I am an idiot savant regarding diesels. Meaning I know a little about my 7.3L Powerstroke and am a total idiot about any other diesel. But here's what I would do if I were in your circumstances. Read the 6.9L/7.3L IDI FAQ here:

http://www.ford-trucks.com/forums/10290 ... r-faq.html

And then post your specific questions here:

http://www.ford-trucks.com/forums/forum117/

But this is my favorite IDI thread so far - The IDI Myth Thread:

http://www.ford-trucks.com/forums/12654 ... hread.html

It includes such gems as:

"Myth: the 7.3L IDI is so legendary that God used it to start the rotation of the earth.

This ones likely true. Scientists just haven't proven it yet..."


and:

"Myth: "IDI fuel injectors are expensive to replace."
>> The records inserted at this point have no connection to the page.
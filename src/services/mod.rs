// Service exports
pub mod dataset;
pub mod output;

pub use dataset::{load_venues, parse_venues, DatasetError};
pub use output::{ListingWriter, OutputError};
Fact: You can replace an entire set of IDI injectors for the cost of one PowerStroke injector. Live it up!"


As a Powerstroke owner I can personally testify to the sad fact of this statement.

Dang that was a good read! PM speedwrench72 over at ford-trucks.com. He posted in the myth thread and his signature shows an IDI van. And he and his son (a Marine) appear to have multiple IDI's. Probably they like them for a reason...

My guess is that they will say that the 7.3L IDI started it all. That it was the simplest and most reliable of the diesel engines in the Ford lineup. And that all the add-ons to the later Powerstroke versions were really attempts to make a more civilized, more powerful, consumer acceptable diesel. All of which have attendant weaknesses.

I know one poster who sold his late model 7.3L Powerstroke and went back to the earlier Powerstroke (not IDI) because it is not regulated by CARB and he can modify it anyway he wants.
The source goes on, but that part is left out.